La difficulté consiste à savoir s’il s’agit d’une
condamnation de la luxure ou plus simplement d’une marque d’humour
“ gaulois ” Il me semble que dans le cas du
modillon de Jaleyrac et de ses cousins de Mauriac,
Saint-Vincent, Anglards-de-Salers,
etc., rien ne vient indiquer le caractère infamant de la nudité et
de la sexualité.. |
En outre, l’hypothèse selon laquelle les
modillons stigmatisent par définition les péchés, étant hors de l’église,
peut sembler exagérée. On trouve à l’intérieur de l’église
des représentations du péché (l’avarice par exemple), et aussi
bien, à l’extérieur de l’église, des représentations de la
vertu (Samson et le lion, aigles royaux, etc.).
Un modillon de Moussages
vient cependant confirmer l’aspect moral de maintes
représentations. Il s’agit d’une
variante autour d’un thème fréquent en Mauriacois, celui du
personnage portant sur son dos un monstre qui lui grignote le haut du
crâne. A Moussages les personnages ainsi grignotés sont deux,
enlacés, et représentent certainement un couple illégitime en
pleine action. Mais il y a cette fois-ci, au-dessus, le
symbole clair de la condamnation. Par interpolation on peut estimer
que tous les personnages “ croqués ” de cette manière
(Mauriac, Saignes, Champagnac, Jailhac, Le Falgoux…), sont en fait
des pécheurs rongés par le poids de leurs péchés, et l’aspect
moral de ces motifs peut être retenu.
Les amants maudits de Moussages
|
Le mangeur de
pain de Saint-Bonnet-de-Salers
Variante intéressante de la condamnation de la luxure, voici
un gourmand qui, en plus,
porte sa main aux parties. Message peu clair tant qu’on ignore qu’à
l’époque qui nous occupe le rapprochement entre la
gourmandise et la sexualité débridée constitue un classique de la
théologie morale. De la chère, pensait-on, s’ensuit
inévitablement la chair ; un péché entraîne l’autre. Le
sculpteur de Saint-Bonnet, en un raccourci saisissant, nous fait
entrevoir ce rapprochement pour nous inhabituel et pourtant assez
évident. Dans les deux cas il s’agit d’un souci excessif du corps
au détriment de l’esprit, non que le corps soit mauvais (Jésus
avait un corps), mais parce qu’à trop le soigner on néglige son
âme.
|
La
Chute et le Rachat
Un petit chapiteau
de Reilhac, non loin d’Aurillac,
semble proposer une solution au problème de la luxure, mais nous
oblige à interpréter plus peut-être qu’il ne faudrait.

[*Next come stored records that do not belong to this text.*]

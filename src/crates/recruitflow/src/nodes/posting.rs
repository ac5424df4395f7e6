use super::prompts::render;
use super::stage_failure;
use crate::capabilities::{JobPoster, JobPosting};
use crate::node_ids;
use crate::state::{ApprovalStatus, PostingState, WorkflowState};
use async_trait::async_trait;
use chrono::Utc;
use std::sync::Arc;
use tracing::{debug, info};
use workflow_core::{Node, Result, StageError, StageKind};

/// Publishes the approved description. Never retries; failures halt the
/// thread at the error node.
pub struct PostJob {
    poster: Arc<dyn JobPoster>,
}

impl PostJob {
    pub fn new(poster: Arc<dyn JobPoster>) -> Self {
        Self { poster }
    }
}

#[async_trait]
impl Node<WorkflowState> for PostJob {
    async fn execute(&self, state: &WorkflowState) -> Result<WorkflowState> {
        let description = &state.description;
        if state.posting.posted && state.posting.posted_revision == Some(description.revision) {
            debug!(job_id = %state.job_id, revision = description.revision, "Revision already posted");
            return Ok(state.clone());
        }
        if description.approval_status != ApprovalStatus::Approved {
            return Err(StageError::posting("description is not approved").into());
        }

        let posting = JobPosting {
            job_id: state.job_id.clone(),
            title: description.title.clone().unwrap_or_default(),
            body: render(description),
            revision: description.revision,
            location: description.input.location.clone(),
        };
        let reference = self
            .poster
            .post(&posting)
            .await
            .map_err(|e| stage_failure(StageKind::Posting, node_ids::POST_JOB, e))?;

        info!(job_id = %state.job_id, revision = posting.revision, reference = %reference, "Job posted");
        Ok(state.with_posting(PostingState {
            posted: true,
            reference: Some(reference),
            posted_revision: Some(posting.revision),
            posted_at: Some(Utc::now()),
        })?)
    }
}
//! # workflow-core - Checkpointed State-Machine Engine
//!
//! A small engine for long-running, human-gated workflows. A workflow is a
//! [`CompiledGraph`] of stage handlers ([`Node`]s) joined by direct or routed
//! edges; the [`WorkflowEngine`] drives one **thread** (one workflow
//! instance) through it, persisting a checkpoint for every transition.
//!
//! ## Building blocks
//!
//! - [`GraphState`] - immutable, validated snapshot with copy-with-update methods
//! - [`Node`] / [`Interrupt`] - stage handlers; interrupt nodes park the thread
//! - [`GraphBuilder`] / [`CompiledGraph`] - node registry and route maps, validated once
//! - [`WorkflowEngine`] - run, resume, re-run and abandon threads
//! - [`LockService`] / [`InMemoryLockService`] - one execution per thread via expiring leases
//! - [`RetryPolicy`] / [`retry`](retry::retry) - backoff for collaborator calls
//! - [`WorkflowError`] - error taxonomy shared by nodes and the engine
//!
//! ## Execution model
//!
//! ```text
//! run_until_interrupt(initial)        resume_from_checkpoint(thread, update)
//!          │                                       │
//!          ▼                                       ▼
//!   ┌─────────────┐  route   ┌─────────────┐  update  ┌───────────────┐
//!   │ pass-through│ ───────► │  interrupt  │ ◄─────── │ human decision│
//!   └─────────────┘          └─────────────┘          └───────────────┘
//!          │ failure                 │ route
//!          ▼                         ▼
//!      error node              ... terminal node
//! ```
//!
//! Calls return as soon as the thread sits at an interrupt or terminal node;
//! nothing blocks waiting for a human. A later call, possibly in another
//! process, picks the thread up from its latest checkpoint.

pub mod engine;
pub mod error;
pub mod graph;
pub mod lock;
pub mod node;
pub mod retry;
pub mod state;

pub use engine::{EngineConfig, ExecutionStatus, RunOutcome, ThreadStatus, WorkflowEngine};
pub use error::{GraphExecutionError, Result, StageError, StageKind, ValidationError, WorkflowError};
pub use graph::{CompiledGraph, Edge, GraphBuilder, NodeId, Transition};
pub use lock::{InMemoryLockService, Lease, LockService};
pub use node::{Interrupt, Node};
pub use retry::RetryPolicy;
pub use state::GraphState;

Nous voyons sur une face un personnage nu cachant de ses mains
les parties honteuses. C’est la Chute, qui comme on sait fit perdre
à nos premiers parents leur innocence originelle. Le deuxième face
du chapiteau présente l’image classique de l’atlante, personnage
qui, les bras tendus, soutient l’élément d’architecture qui le
surplombe, ici le tailloir du chapiteau. Les atlantes sont souvent de
pures figures de style, d’ailleurs presque mathématiquement
impliquées par le caractère architectonique de la sculpture romane.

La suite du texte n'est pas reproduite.